• **Your assignment**:
Transcribe the listing from its top line through the line with "let (tx, mut". Keep it exact, both ends included, and add nothing.

• **Source information**:
+--

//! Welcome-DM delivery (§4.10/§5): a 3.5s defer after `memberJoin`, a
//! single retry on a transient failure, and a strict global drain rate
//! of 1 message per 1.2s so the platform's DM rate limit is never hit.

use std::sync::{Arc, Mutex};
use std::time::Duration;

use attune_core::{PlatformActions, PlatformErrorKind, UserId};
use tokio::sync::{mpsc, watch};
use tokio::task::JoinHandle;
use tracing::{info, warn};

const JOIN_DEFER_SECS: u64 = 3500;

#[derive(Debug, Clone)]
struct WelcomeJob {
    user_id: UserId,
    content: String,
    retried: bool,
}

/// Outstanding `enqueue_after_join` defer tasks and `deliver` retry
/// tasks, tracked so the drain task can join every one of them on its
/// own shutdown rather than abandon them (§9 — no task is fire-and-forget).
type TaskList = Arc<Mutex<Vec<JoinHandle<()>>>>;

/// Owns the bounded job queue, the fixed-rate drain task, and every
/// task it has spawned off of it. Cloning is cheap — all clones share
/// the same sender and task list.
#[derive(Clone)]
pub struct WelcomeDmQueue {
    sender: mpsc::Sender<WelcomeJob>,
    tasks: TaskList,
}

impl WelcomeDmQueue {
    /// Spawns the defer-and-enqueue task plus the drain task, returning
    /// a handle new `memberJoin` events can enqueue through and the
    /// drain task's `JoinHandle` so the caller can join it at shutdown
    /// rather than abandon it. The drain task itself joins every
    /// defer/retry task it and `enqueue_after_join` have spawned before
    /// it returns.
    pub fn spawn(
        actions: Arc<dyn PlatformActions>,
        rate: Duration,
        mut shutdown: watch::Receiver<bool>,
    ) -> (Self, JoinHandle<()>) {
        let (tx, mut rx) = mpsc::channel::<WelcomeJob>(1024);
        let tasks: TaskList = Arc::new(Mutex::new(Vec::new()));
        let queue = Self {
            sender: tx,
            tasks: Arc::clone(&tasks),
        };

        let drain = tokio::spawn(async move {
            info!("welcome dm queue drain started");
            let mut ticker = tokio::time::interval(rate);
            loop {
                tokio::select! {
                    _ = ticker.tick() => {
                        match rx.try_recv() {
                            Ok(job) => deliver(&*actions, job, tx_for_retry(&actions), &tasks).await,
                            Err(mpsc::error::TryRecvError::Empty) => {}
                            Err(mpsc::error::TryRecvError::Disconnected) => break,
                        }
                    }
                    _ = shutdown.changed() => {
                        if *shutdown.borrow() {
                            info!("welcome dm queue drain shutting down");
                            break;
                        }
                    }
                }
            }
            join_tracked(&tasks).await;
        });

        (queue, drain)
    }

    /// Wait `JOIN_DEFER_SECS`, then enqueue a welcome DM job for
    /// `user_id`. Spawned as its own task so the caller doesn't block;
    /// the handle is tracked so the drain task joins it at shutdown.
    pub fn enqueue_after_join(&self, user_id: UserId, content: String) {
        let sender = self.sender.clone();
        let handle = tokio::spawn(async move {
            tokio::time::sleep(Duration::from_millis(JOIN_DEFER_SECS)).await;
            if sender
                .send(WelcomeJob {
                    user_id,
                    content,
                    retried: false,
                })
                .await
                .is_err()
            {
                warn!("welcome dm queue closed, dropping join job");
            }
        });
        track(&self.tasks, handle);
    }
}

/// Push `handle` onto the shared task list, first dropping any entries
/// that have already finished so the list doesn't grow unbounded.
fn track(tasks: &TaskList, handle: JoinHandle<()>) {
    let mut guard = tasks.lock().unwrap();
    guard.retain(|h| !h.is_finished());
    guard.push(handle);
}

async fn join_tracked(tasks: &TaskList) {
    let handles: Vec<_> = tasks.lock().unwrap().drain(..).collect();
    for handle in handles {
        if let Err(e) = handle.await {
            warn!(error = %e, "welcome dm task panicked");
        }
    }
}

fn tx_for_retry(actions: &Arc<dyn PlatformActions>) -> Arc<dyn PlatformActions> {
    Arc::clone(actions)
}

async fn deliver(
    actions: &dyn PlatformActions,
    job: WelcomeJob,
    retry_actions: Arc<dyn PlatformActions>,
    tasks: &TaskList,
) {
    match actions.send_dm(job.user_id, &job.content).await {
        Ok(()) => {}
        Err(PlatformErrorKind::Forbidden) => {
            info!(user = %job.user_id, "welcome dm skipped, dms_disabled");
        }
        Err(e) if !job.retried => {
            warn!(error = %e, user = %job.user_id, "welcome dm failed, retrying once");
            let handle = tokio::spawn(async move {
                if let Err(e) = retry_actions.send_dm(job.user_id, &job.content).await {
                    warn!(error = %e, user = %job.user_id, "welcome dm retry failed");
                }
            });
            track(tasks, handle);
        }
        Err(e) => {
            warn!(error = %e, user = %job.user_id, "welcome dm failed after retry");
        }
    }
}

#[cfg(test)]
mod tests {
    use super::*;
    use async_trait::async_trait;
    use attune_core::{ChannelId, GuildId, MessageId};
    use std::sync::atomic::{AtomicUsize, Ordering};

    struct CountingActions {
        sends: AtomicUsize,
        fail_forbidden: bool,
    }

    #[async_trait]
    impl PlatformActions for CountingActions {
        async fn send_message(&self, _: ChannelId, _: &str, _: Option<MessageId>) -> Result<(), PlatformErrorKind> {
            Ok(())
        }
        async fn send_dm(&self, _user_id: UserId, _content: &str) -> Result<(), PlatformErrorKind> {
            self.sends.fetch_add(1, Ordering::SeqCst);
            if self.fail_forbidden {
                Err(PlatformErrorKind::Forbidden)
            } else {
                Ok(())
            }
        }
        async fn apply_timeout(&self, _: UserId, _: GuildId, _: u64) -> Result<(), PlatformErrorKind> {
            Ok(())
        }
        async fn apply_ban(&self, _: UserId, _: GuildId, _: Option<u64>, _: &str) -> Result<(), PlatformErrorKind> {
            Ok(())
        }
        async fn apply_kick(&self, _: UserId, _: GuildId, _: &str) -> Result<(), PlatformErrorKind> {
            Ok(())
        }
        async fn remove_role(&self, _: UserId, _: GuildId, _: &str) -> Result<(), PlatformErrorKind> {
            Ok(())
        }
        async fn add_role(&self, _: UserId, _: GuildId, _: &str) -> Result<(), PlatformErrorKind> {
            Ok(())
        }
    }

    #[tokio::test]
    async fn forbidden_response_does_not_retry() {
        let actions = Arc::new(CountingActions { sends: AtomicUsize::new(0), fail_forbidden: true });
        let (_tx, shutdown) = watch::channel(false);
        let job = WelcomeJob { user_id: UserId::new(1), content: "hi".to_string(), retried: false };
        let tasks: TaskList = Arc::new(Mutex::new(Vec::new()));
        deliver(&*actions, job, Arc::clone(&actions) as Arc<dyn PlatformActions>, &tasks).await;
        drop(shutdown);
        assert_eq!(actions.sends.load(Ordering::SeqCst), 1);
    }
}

+--

• **Exercise response**:
//! Welcome-DM delivery (§4.10/§5): a 3.5s defer after `memberJoin`, a
//! single retry on a transient failure, and a strict global drain rate
//! of 1 message per 1.2s so the platform's DM rate limit is never hit.

use std::sync::{Arc, Mutex};
use std::time::Duration;

use attune_core::{PlatformActions, PlatformErrorKind, UserId};
use tokio::sync::{mpsc, watch};
use tokio::task::JoinHandle;
use tracing::{info, warn};

const JOIN_DEFER_SECS: u64 = 3500;

#[derive(Debug, Clone)]
struct WelcomeJob {
    user_id: UserId,
    content: String,
    retried: bool,
}

/// Outstanding `enqueue_after_join` defer tasks and `deliver` retry
/// tasks, tracked so the drain task can join every one of them on its
/// own shutdown rather than abandon them (§9 — no task is fire-and-forget).
type TaskList = Arc<Mutex<Vec<JoinHandle<()>>>>;

/// Owns the bounded job queue, the fixed-rate drain task, and every
/// task it has spawned off of it. Cloning is cheap — all clones share
/// the same sender and task list.
#[derive(Clone)]
pub struct WelcomeDmQueue {
    sender: mpsc::Sender<WelcomeJob>,
    tasks: TaskList,
}

impl WelcomeDmQueue {
    /// Spawns the defer-and-enqueue task plus the drain task, returning
    /// a handle new `memberJoin` events can enqueue through and the
    /// drain task's `JoinHandle` so the caller can join it at shutdown
    /// rather than abandon it. The drain task itself joins every
    /// defer/retry task it and `enqueue_after_join` have spawned before
    /// it returns.
    pub fn spawn(
        actions: Arc<dyn PlatformActions>,
        rate: Duration,
        mut shutdown: watch::Receiver<bool>,
    ) -> (Self, JoinHandle<()>) {
        let (tx, mut rx) = mpsc::channel::<WelcomeJob>(1024);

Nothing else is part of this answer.